Monday, September 16, 2013

İnceleme: Seçilmiş Kişi/The Giver

Kitap: Seçilmiş Kişi (The Giver Quartet #1)
Orijinal İsmi: The Giver
Yazar: Lois Lowry
Yayıncı: Arkadaş Yayınları
Goodreads Puanı: 4.11
Sayfa Sayısı: 168


Sonra döndü ve onu yalnız başına, yüzü kalabalığa dönük ayakta dururken bırakarak, sahneden ayrıldı. Kalabalık aynı anda hep birlikte adını mırıldanmaya başladı.

"Jonas." İlk başta fısıldıyorlardı. Zorlukla duyuluyordu, sesleri bastırılmıştı. "Jonas, Jonas."

Sonra daha yüksek sesle ve hızla devam etti.

"JONAS. JONAS. JONAS."

Adının bir ağızdan söylenmesinden, Jonas, topluluğun kendisini ve yeni görevini benimsediğini, yeni bebek Caleb'e verdiği gibi kendisine de yaşam verdiğini biliyordu. Göğsü minnet ve gururla kabarmaştı.
Ama aynı zamanda korkuyla da dolmuştu.
Kendisinin seçilmesinin ne anlama geldiğini bilmiyordu. Ne olacağını ya da başına neler geleceğini bilmiyordu.




Kitabı dün bitirdim, aslında sayfa sayısına göre çoktan bitirmiştim; ancak sürekli yoğun olmam nedeniyle aksayıp durdu kitap okuma işi.

Kitaba başlarken bu kadar özel olanın ne olduğunu merak ettim. Neden kitap hakkında bu kadar övgüyle konuşuluyordu, neden hep "en iyi distopya" deniyordu, falan... Kitabı bitirdiğimde, bu sorunun cevabını da almış oldum.

Seçilmiş Kişi, gerçekten özel bir kitap. Aslında basit bir çocuk kitabıymış gibi görünse de, yazar, altında birçok mesaj vermeyi, yetişkinlere yönelik bir yazı kullanmayı ihmal etmemiş.

Yazarın dili oldukça sade ve anlaşılırdı, dil ile ilgili bir problem yoktu. Ancak kitabın başında toplulukla ilgili daha fazla bilgi verilmiş olsa daha iyi olabilirdi. Gerçi, kitabı okurken her şeyi daha iyi kavrıyordunuz.

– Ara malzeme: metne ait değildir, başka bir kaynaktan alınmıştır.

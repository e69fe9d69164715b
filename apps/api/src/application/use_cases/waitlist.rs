use std::sync::Arc;

use async_trait::async_trait;
use chrono::{SecondsFormat, Utc};
use serde_json::Value;
use tracing::instrument;
use waitlist_types::{NewWaitlistEntry, WaitlistEntry};

use crate::app_error::AppResult;

#[async_trait]
pub trait WaitlistRepo: Send + Sync {
    /// Stores the entry under the next id. Uniqueness check and insert happen
    /// as one step; fails with `AppError::DuplicateEntry` without mutating
    /// anything when the email is already present.
    async fn add_to_waitlist(
        &self,
        entry: NewWaitlistEntry,
        created_at: String,
    ) -> AppResult<WaitlistEntry>;

    async fn get_waitlist_entry_by_email(&self, email: &str) -> AppResult<Option<WaitlistEntry>>;

    /// All entries in insertion order.
    async fn get_all_waitlist_entries(&self) -> AppResult<Vec<WaitlistEntry>>;
}

#[derive(Clone)]
pub struct WaitlistUseCases {
    repo: Arc<dyn WaitlistRepo>,
}

impl WaitlistUseCases {
    pub fn new(repo: Arc<dyn WaitlistRepo>) -> Self {
        Self { repo }
    }

    /// Validates an untyped submission, stamps it with the current time and
    /// stores it.
    #[instrument(skip(self, payload))]
    pub async fn join(&self, payload: &Value) -> AppResult<WaitlistEntry> {
        let submission = NewWaitlistEntry::from_json(payload)?;
        let created_at = Utc::now().to_rfc3339_opts(SecondsFormat::Millis, true);

        let entry = self.repo.add_to_waitlist(submission, created_at).await?;

        tracing::info!(entry_id = entry.id, updates = entry.updates, "Joined waitlist");
        Ok(entry)
    }

    #[instrument(skip(self))]
    pub async fn list_entries(&self) -> AppResult<Vec<WaitlistEntry>> {
        self.repo.get_all_waitlist_entries().await
    }
}
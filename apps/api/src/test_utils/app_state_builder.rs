//! Test app state builder for HTTP-level integration testing.
//!
//! This module provides `TestAppStateBuilder` which creates a minimal `AppState`
//! backed by in-memory storage (or a failing stub) for testing HTTP endpoints.

use std::net::SocketAddr;
use std::sync::Arc;

use axum::http::HeaderValue;
use waitlist_types::WaitlistEntry;

use crate::{
    adapters::{http::app_state::AppState, persistence::MemoryPersistence},
    infra::config::AppConfig,
    test_utils::FailingWaitlistRepo,
    use_cases::waitlist::{WaitlistRepo, WaitlistUseCases},
};

/// Builder for creating `AppState` with test dependencies.
///
/// # Example
///
/// ```ignore
/// let app_state = TestAppStateBuilder::new()
///     .with_entry(create_test_entry(|e| e.email = "a@x.com".to_string()))
///     .build();
/// ```
pub struct TestAppStateBuilder {
    entries: Vec<WaitlistEntry>,
    failing_storage: Option<String>,
}

impl TestAppStateBuilder {
    pub fn new() -> Self {
        Self {
            entries: vec![],
            failing_storage: None,
        }
    }

    /// Seed an entry. Ids are reassigned in seeding order.
    pub fn with_entry(mut self, entry: WaitlistEntry) -> Self {
        self.entries.push(entry);
        self
    }

    /// Replace storage with a stub that fails every call with `message`.
    pub fn with_failing_storage(mut self, message: &str) -> Self {
        self.failing_storage = Some(message.to_string());
        self
    }

    pub fn build(self) -> AppState {
        let repo: Arc<dyn WaitlistRepo> = match self.failing_storage {
            Some(message) => Arc::new(FailingWaitlistRepo::new(&message)),
            None => Arc::new(MemoryPersistence::with_entries(self.entries)),
        };

        let config = Arc::new(AppConfig {
            bind_addr: "127.0.0.1:5000".parse::<SocketAddr>().unwrap(),
            cors_origin: HeaderValue::from_static("http://localhost:5173"),
            log_filter: "waitlist_api=debug".to_string(),
            log_file: None,
        });

        AppState {
            config,
            waitlist_use_cases: Arc::new(WaitlistUseCases::new(repo)),
        }
    }
}

impl Default for TestAppStateBuilder {
    fn default() -> Self {
        Self::new()
    }
}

Ama kafamda kalmış bir soru işareti var: Aktarıcı'nın güçleri.
Başka birine anı aktarmak nasıl gerçekleşiyor, yazar buna biraz değinebilirdi; fakat bundan başka her şey kitapla mükemmel olarak işliyordu. Yaratılan dünya çekici ve mantıklıydı. İtiraf ediyorum, benim de böyle bir düşüncem olmuştu. "Neden bu şekilde bir yaşam tasarlanmıyor?" diye. Yanıtımı almış oldum.

Kitapta, "Mükemmel dünya" başlığı altında oluşturulmuş topluluklar var. Burada acı yok, talihsizlikler yok, hastalıklar yok, yalanlar yok. Peki bunları yok etmenin karşılığı nedir? İşte kitabın anlattığı bu. Okudukça anarşist duygularınız kabarıyor diyebilirim.

Kitap, ayrıca birçok distopyanın da kaynağı olmuş, okurken tanıdık gelen yerler olabilir. Bazı yazarların (ç)alıntıda bulunduğu belli oluyor.

Ayrıca belirtmek istiyorum, çeviri çok sıkıntılıydı. Evet, güzel çeviriyi övmüyorum yazılarımda, yani "övmüyorsan sövme de" falan diyebilirsiniz ama ben hep bana batan noktaları belirtirim. Çeviri, kitabı okurken sıkılmanıza yol açabilir, pek romana uygun bir çeviri olmamıştı.

Neyse. Sonuç olarak:
Konu güzeldi, anlatım güzeldi, verilen mesaj güzeldi, yani anlayacağınız kitap süperdi. Sadece, kafama takılan soru işaretinden dolayı bir yarım puan kırıyorum, ama siz onu beş alın.